Provincial report recommends municipalities cover more capital costs
0709 MacKinnon
Finance Minister Travis Toews, front-left, with members of the MacKinnon blue-ribbon panel, Janice MacKinnon, Kim Henderson, back-left, Mike Percy, and Dave Mowat GOVERNMENT OF ALBERTA/Photo

St. Albert is in for a “tough” budget season, after the provincial government’s blue-ribbon panel came out with a report Tuesday suggesting municipalities should shoulder more costs associated with capital projects.

Alberta’s UCP government commissioned the report, headed by former Saskatchewan finance minister Janice MacKinnon, in May. It makes recommendations on how to balance the provincial budget by 2022/23.

Those recommendations focus on cuts around health, education, advanced education, public sector compensation, comprehensive program reviews and capital spending.

There was tough – but not unexpected – news for municipalities under the capital spending section: that municipalities should share more in the costs of capital projects.

Mayor Cathy Heron said she was not surprised by the report’s findings and said the city was expecting recommendations around cutting funds for infrastructure.

“We need to all – the province as well as municipalities – just really, I hate the (term), but tighten our belts,” Heron said. “Just really watch where we’re spending money.”

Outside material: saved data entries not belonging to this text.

//! Invariant checking hooks for the crate's output structures.
//!
//! Checks run automatically in debug builds and whenever the
//! `check-invariants` (or `strict-invariants`) feature is enabled; release
//! builds without those features pay nothing.

use crate::incidence_error::IncidenceError;

/// Trait for validating data structure invariants.
pub trait DebugInvariants {
    /// Assert invariants in debug builds or when invariant checking is enabled.
    fn debug_assert_invariants(&self);
    /// Validate invariants and return the first error encountered.
    fn validate_invariants(&self) -> Result<(), IncidenceError>;
}

/// Run a fallible check and panic on error when invariant checking is
/// enabled; compiles to nothing otherwise. The context names the structure
/// being checked.
#[macro_export]
macro_rules! debug_invariants {
    ($expr:expr, $($ctx:tt)*) => {
        #[cfg(any(debug_assertions, feature = "strict-invariants", feature = "check-invariants"))]
        if let Err(e) = $expr {
            panic!(concat!("invariant violation in ", $($ctx)*, ": {}"), e);
        }
    };
}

Capital funding cuts have been top of mind for municipalities across the province, especially as the expiration of the provincial Municipal Sustainability Initiative in 2021-22 approaches, a major grant that municipalities rely on.

Alberta has not yet come up with an MSI replacement for municipalities outside the province’s two biggest cities, and last year the Alberta Urban Municipalities Association (AUMA) passed a resolution asking the government to index annual funding as a fixed percentage of provincial revenue.

The MacKinnon report found capital grants to municipalities are a quarter of provincial spending on capital, and dollars spent per person on municipal capital grants are 20 per cent higher than the national average.

It said the province “can’t afford to maintain existing levels of municipal capital support ... while municipalities have tax room and yet rely on increasing provincial grants.”

One major capital project the previous NDP government committed to sharing with St. Albert is the $54.2-million Ray Gibbon Drive twinning. Last month, the city approved borrowing up to $36.6 million for the project, and it would be five or six years before any provincial funding would be seen.

Heron said she is an optimistic person and the MacKinnon report does not shake her confidence the UCP government will honour the former government’s cost-sharing commitment.

Coun. Sheena Hughes said the province will be “downloading the problem to municipalities” if it follows recommendations in the MacKinnon report. She added municipal grants were not excessive to begin with.

“They could trim the fat as opposed to completely downloading the problem to municipalities as part of their solution,” she said.

“When government spending massively increased, it wasn’t from massively increasing grants to municipalities. I don’t think that was the fat that needed to be cut.”

Earlier this year, St. Albert city council looked at ways to deal with a 10-year growth capital plan it cannot afford, along with an approximate $16-million shortfall in its repair, maintenance and replacement budget that is generally covered by grants from other levels of government.

Council has slashed its capital plan by $128 million and instituted a short-term solution to deal with its RMR issues by approving a 1.5-per-cent tax increase for three years, beginning in 2020.

Heron said the city will be looking at its asset management plan and increasing the lifecycle of city assets, along with watching staffing levels. It is not as easy to simply slash items from the RMR budget, however, because it deals with upkeep of everything the city owns.

“Those kind of little incremental steps in our operating budget just makes a small dent in the bigger infrastructure capital side of our deficit,” she said. “We’re going to have to work with the province and partner.”

The city is also looking at opening up alternative revenue streams by exploring the creation of a municipal utility corporation. Council will review a business case for a utility corporation this fall. Administration has said this could include non-traditional utilities, such as waste-to-energy.

Coun. Ken MacKay said the impact of provincial cuts to capital spending on St. Albert will really be in the details, and council will be watching the provincial budget closely.

“There’s a whole bunch of unknowns. This is going to be a tough, tough budget year for us,” he said. “We’re going to have to make some really tough decision as it relates to our own spending.”